With the modern Christmas Warriors, it doesn’t seem to matter what you do with Christmas, as long as you CALL it Christmas. And hey, I’m a supporter of Secular Christmas. Really, the Santa myth is about generosity and charity, right? The fact that some of us have turned it into a celebration of materialism and seeing how much of a haul you can get isn’t Kris Kringle’s fault so much as it is a sign of the greediness of children, and of people in general. I don’t even know that I’m inherently against consumerism. Material goods aren’t everything, but it would be a lie to say they can’t be fun. There has to be a line somewhere, though, right?
Anyway, the way I see it, the holiday we now know as Christmas was basically taken from the Romans, so why is calling it by the name Christians gave it so important?
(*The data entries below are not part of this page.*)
impl EditorApp {
    /// Called once before the first frame.
    pub fn new(cc: &eframe::CreationContext<'_>, background: RgbaImage, source: Option<PathBuf>) -> Self {
        let config: EditorConfig = cc
            .storage
            .and_then(|storage| eframe::get_value(storage, eframe::APP_KEY))
            .unwrap_or_default();
        let surface = Surface::new(background, config);
        let events = EventRecorder::new();
        surface.subscribe(Box::new(events.clone()));
        surface.subscribe(Box::new(LoggingHandler));
        Self { surface, events, texture: None, source, text_edit: None, text_buffer: String::new() }
    }

    fn document_path(&self) -> Option<PathBuf> {
        self.source.as_ref().map(|path| path.with_extension("capture.json"))
    }

    fn export_path(&self) -> Option<PathBuf> {
        self.source.as_ref().map(|path| path.with_extension("annotated.png"))
    }

    fn undo(&mut self) {
        if let Err(err) = self.surface.undo() {
            info!("{err}");
        }
    }

    fn redo(&mut self) {
        if let Err(err) = self.surface.redo() {
            info!("{err}");
        }
    }

    fn save_document(&mut self) {
        let Some(path) = self.document_path() else { return };
        match persistence::save_to_path(self.surface.elements(), &path) {
            Ok(()) => self.surface.mark_saved(),
            Err(err) => warn!("could not save {}: {err}", path.display()),
        }
    }

    fn load_document(&mut self) {
        let Some(path) = self.document_path() else { return };
        let loaded = persistence::load_from_path(&path)
            .and_then(|elements| Ok(self.surface.load_elements(elements, true)?));
        if let Err(err) = loaded {
            warn!("could not load {}: {err}", path.display());
        }
    }

    fn export(&mut self) {
        let Some(path) = self.export_path() else { return };
        let image = self.surface.render(RenderMode::Export);
        match image.save(&path) {
            Ok(()) => {
                info!("📤 exported {}", path.display());
                self.surface.mark_saved();
            }
            Err(err) => warn!("could not export {}: {err}", path.display()),
        }
    }

    fn handle_keyboard(&mut self, ctx: &egui::Context) {
        if ctx.wants_keyboard_input() {
            return;
        }
        let (undo, redo, delete, nudge) = ctx.input(|i| {
            let command = i.modifiers.command;
            let undo = command && !i.modifiers.shift && i.key_pressed(Key::Z);
            let redo = command && (i.key_pressed(Key::Y) || (i.modifiers.shift && i.key_pressed(Key::Z)));
            let delete = i.key_pressed(Key::Delete) || i.key_pressed(Key::Backspace);
            let step = if i.modifiers.shift { 10.0 } else { 1.0 };
            let mut nudge = Vec2::ZERO;
            if i.key_pressed(Key::ArrowLeft) {
                nudge.x -= step;
            }
            if i.key_pressed(Key::ArrowRight) {
                nudge.x += step;
            }
            if i.key_pressed(Key::ArrowUp) {
                nudge.y -= step;
            }
            if i.key_pressed(Key::ArrowDown) {
                nudge.y += step;
            }
            (undo, redo, delete, nudge)
        });
        if undo {
            self.undo();
        }
        if redo {
            self.redo();
        }
        if delete {
            if let Err(err) = self.surface.delete_selected() {
                warn!("{err}");
            }
        }
        if nudge != Vec2::ZERO {
            if let Err(err) = self.surface.move_selected(nudge) {
                warn!("{err}");
            }
        }
    }

    fn toolbar(&mut self, ui: &mut egui::Ui) {
        ui.horizontal_wrapped(|ui| {
            let current = self.surface.drawing_mode();
            if ui.selectable_label(current.is_none(), "⬉ Select").clicked() {
                self.surface.set_drawing_mode(None);
            }
            for (mode, label) in DRAWING_MODES {
                if ui.selectable_label(current == Some(mode), label).clicked() {
                    self.surface.set_drawing_mode(Some(mode));
                }
            }
            ui.separator();
            if ui.add_enabled(self.surface.can_undo(), egui::Button::new("Undo")).clicked() {
                self.undo();
            }
            if ui.add_enabled(self.surface.can_redo(), egui::Button::new("Redo")).clicked() {
                self.redo();
            }
            ui.separator();
            if ui.button("⟲").on_hover_text("Rotate counter-clockwise").clicked() {
                self.rotate(RotateDirection::CounterClockwise);
            }
            if ui.button("⟳").on_hover_text("Rotate clockwise").clicked() {
                self.rotate(RotateDirection::Clockwise);
            }
            let selection = self.surface.elements().bounds_of(&self.surface.selected_ids());
            if ui.add_enabled(selection.is_positive(), egui::Button::new("Crop to selection")).clicked() {
                let rect = PixelRect::enclosing(selection);
                if let Err(err) = self.surface.crop(rect) {
                    warn!("{err}");
                }
            }
            ui.separator();
            let has_source = self.source.is_some();
            if ui.add_enabled(has_source, egui::Button::new("Save")).clicked() {
                self.save_document();
            }
            if ui.add_enabled(has_source, egui::Button::new("Load")).clicked() {
                self.load_document();
            }
            if ui.add_enabled(has_source, egui::Button::new("Export")).clicked() {
                self.export();
            }
        });
    }

    fn rotate(&mut self, direction: RotateDirection) {
        if let Err(err) = self.surface.rotate(direction) {
            warn!("{err}");
        }
    }

    /// Field editors for the single selected container.
    fn properties_panel(&mut self, ui: &mut egui::Ui) {
        ui.heading("Properties");
        let selected = self.surface.selected_ids();
        let [id] = selected.as_slice() else {
            ui.label(format!("{} selected", selected.len()));
            self.text_edit = None;
            return;
        };
        let id = *id;
        let Some(container) = self.surface.get(id).cloned() else { return };
        let owner = FieldOwner::Container(id);
        let fields = container.fields();

        if let Some(mut thickness) = fields.int(FieldType::LineThickness) {
            if ui.add(egui::Slider::new(&mut thickness, 0..=20).text("Line")).changed() {
                self.set_field(owner, FieldType::LineThickness, FieldValue::Int(thickness));
            }
        }
        for (field_type, label) in [(FieldType::LineColor, "Line color"), (FieldType::FillColor, "Fill color")] {
            if let Some(mut color) = fields.color(field_type) {
                ui.horizontal(|ui| {
                    ui.label(label);
                    if ui.color_edit_button_srgba(&mut color).changed() {
                        self.set_field(owner, field_type, FieldValue::Color(color));
                    }
                });
            }
        }
        if let Some(mut size) = fields.float(FieldType::FontSize) {
            if ui.add(egui::Slider::new(&mut size, 6.0..=72.0).text("Font size")).changed() {
                self.set_field(owner, FieldType::FontSize, FieldValue::Float(size));
            }
        }
        if let Some(prepared) = fields.get(FieldType::PreparedFilter).and_then(FieldValue::as_prepared_filter) {
            let mut choice = prepared;
            egui::ComboBox::from_label("Effect").selected_text(format!("{prepared:?}")).show_ui(ui, |ui| {
                for option in PREPARED_FILTERS {
                    ui.selectable_value(&mut choice, option, format!("{option:?}"));
                }
            });
            if choice != prepared {
                self.set_field(owner, FieldType::PreparedFilter, FieldValue::PreparedFilter(choice));
            }
        }
        self.filter_fields(ui, &container);

        if let Some(text) = container.text() {
            if self.text_edit != Some(id) {
                self.text_buffer = text.to_string();
            }
            if ui.text_edit_multiline(&mut self.text_buffer).changed() {
                let first = self.text_edit != Some(id);
                self.text_edit = Some(id);
                if let Err(err) = self.surface.set_text(id, self.text_buffer.clone(), first) {
                    warn!("{err}");
                }
            }
        } else {
            self.text_edit = None;
        }
    }

    fn filter_fields(&mut self, ui: &mut egui::Ui, container: &DrawableContainer) {
        for (index, filter) in container.filters().iter().enumerate() {
            let owner = FieldOwner::Filter { container: container.id(), index };
            ui.label(format!("{:?}{}", filter.kind(), if filter.invert() { " (outside)" } else { "" }));
            for (field_type, range) in [
                (FieldType::BlurRadius, 0..=20),
                (FieldType::PixelSize, 1..=50),
                (FieldType::MagnificationFactor, 1..=8),
            ] {
                if let Some(mut value) = filter.fields().int(field_type) {
                    if ui.add(egui::Slider::new(&mut value, range).text(format!("{field_type:?}"))).changed() {
                        self.set_field(owner, field_type, FieldValue::Int(value));
                    }
                }
            }
            if let Some(mut color) = filter.fields().color(FieldType::FillColor) {
                if ui.color_edit_button_srgba(&mut color).changed() {
                    self.set_field(owner, FieldType::FillColor, FieldValue::Color(color));
                }
            }
        }
    }

    fn set_field(&mut self, owner: FieldOwner, field_type: FieldType, value: FieldValue) {
        if let Err(err) = self.surface.set_field_value(owner, field_type, value) {
            warn!("{err}");
        }
    }

    /// Upload the display bitmap if the surface repainted anything.
    fn refresh_texture(&mut self, ctx: &egui::Context) {
        if self.surface.repaint().is_none() && self.texture.is_some() {
            return;
        }
        let image = self.surface.display_image();
        let size = [image.width() as usize, image.height() as usize];
        let color_image = ColorImage::from_rgba_unmultiplied(size, image.as_flat_samples().as_slice());
        match &mut self.texture {
            Some(texture) => texture.set(color_image, TextureOptions::LINEAR),
            None => self.texture = Some(ctx.load_texture("surface", color_image, TextureOptions::LINEAR)),
        }
    }

    fn canvas(&mut self, ui: &mut egui::Ui) {
        let (response, painter) = ui.allocate_painter(ui.available_size(), Sense::click_and_drag());
        let area = response.rect;
        painter.rect_filled(area, 0.0, Color32::from_gray(40));

        let image_size = self.surface.image_rect().size();
        let scale = (area.width() / image_size.x).min(area.height() / image_size.y).min(1.0);
        let shown = Rect::from_center_size(area.center(), image_size * scale);
        let to_image = |p: Pos2| Pos2::new((p.x - shown.min.x) / scale, (p.y - shown.min.y) / scale);
        let to_screen = |p: Pos2| Pos2::new(shown.min.x + p.x * scale, shown.min.y + p.y * scale);

        if let Some(texture) = &self.texture {
            let uv = Rect::from_min_max(Pos2::ZERO, Pos2::new(1.0, 1.0));
            painter.image(texture.id(), shown, uv, Color32::WHITE);
        }

        let modifiers = ui.input(|i| i.modifiers);
        let result = if response.drag_started() {
            let origin = ui.input(|i| i.pointer.press_origin()).or(response.interact_pointer_pos());
            origin.map(|p| self.surface.mouse_down(to_image(p), modifiers).map(|_| ()))
        } else if response.dragged() {
            response.interact_pointer_pos().map(|p| self.surface.mouse_move(to_image(p), modifiers))
        } else if response.drag_stopped() {
            response.interact_pointer_pos().map(|p| self.surface.mouse_up(to_image(p), modifiers))
        } else if response.clicked() {
            response.interact_pointer_pos().map(|p| {
                let point = to_image(p);
                self.surface.mouse_down(point, modifiers)?;
                self.surface.mouse_up(point, modifiers)
            })
        } else {
            None
        };
        if let Some(Err(err)) = result {
            warn!("{err}");
        }

        if let Some(hover) = response.hover_pos() {
            let icon = self.surface.cursor_at(to_image(hover));
            ui.ctx().set_cursor_icon(icon);
        }

        // glyphs are drawn here, on top of the rasterized text boxes
        for container in self.surface.elements().iter() {
            let Some(galley) = text_galley(ui.ctx(), container, scale) else {
                continue;
            };
            let anchor = to_screen(container.bounds().center()) - galley.size() / 2.0;
            painter.galley(anchor, galley, Color32::BLACK);
        }

        let adorner_size = self.surface.config().adorner_size;
        for container in self.surface.elements().iter().filter(|c| c.is_selected()) {
            let outline = Rect::from_min_max(to_screen(container.bounds().min), to_screen(container.bounds().max));
            painter.rect_stroke(outline, 0.0, Stroke::new(1.0, Color32::LIGHT_BLUE));
            for adorner in container.adorners() {
                if let Some(center) = adorner.location(container) {
                    let handle = handle_rect(to_screen(center), adorner_size);
                    painter.rect_filled(handle, 0.0, Color32::WHITE);
                    painter.rect_stroke(handle, 0.0, Stroke::new(1.0, Color32::DARK_GRAY));
                }
            }
            if matches!(container.kind(), ContainerKind::SpeechBubble { .. }) {
                if let Some(target) = container.target() {
                    painter.circle_stroke(to_screen(target), adorner_size / 2.0, Stroke::new(1.0, Color32::LIGHT_BLUE));
                }
            }
        }
    }
}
It’s really a solstice celebration, even if calling it that nowadays sounds suspiciously New Agey.
So does Yule, to a certain extent, although that name has become merged with Christmas to the point where you can mention a yule log without being accused of hating Jesus.
Yule was actually a solstice celebration in northern Europe, although the term can get a little confusing, as it can refer either to the specific festival or to the general time of year. But then, I guess we do that now with Christmastime. It seems that the original Yule celebrations involved the sacrifice of animals to Odin, but as Christianity spread into northern Europe, it gradually came to just be an alternate name for Christmas. So, have a merry Christmas, a cool Yule, and happy holidays!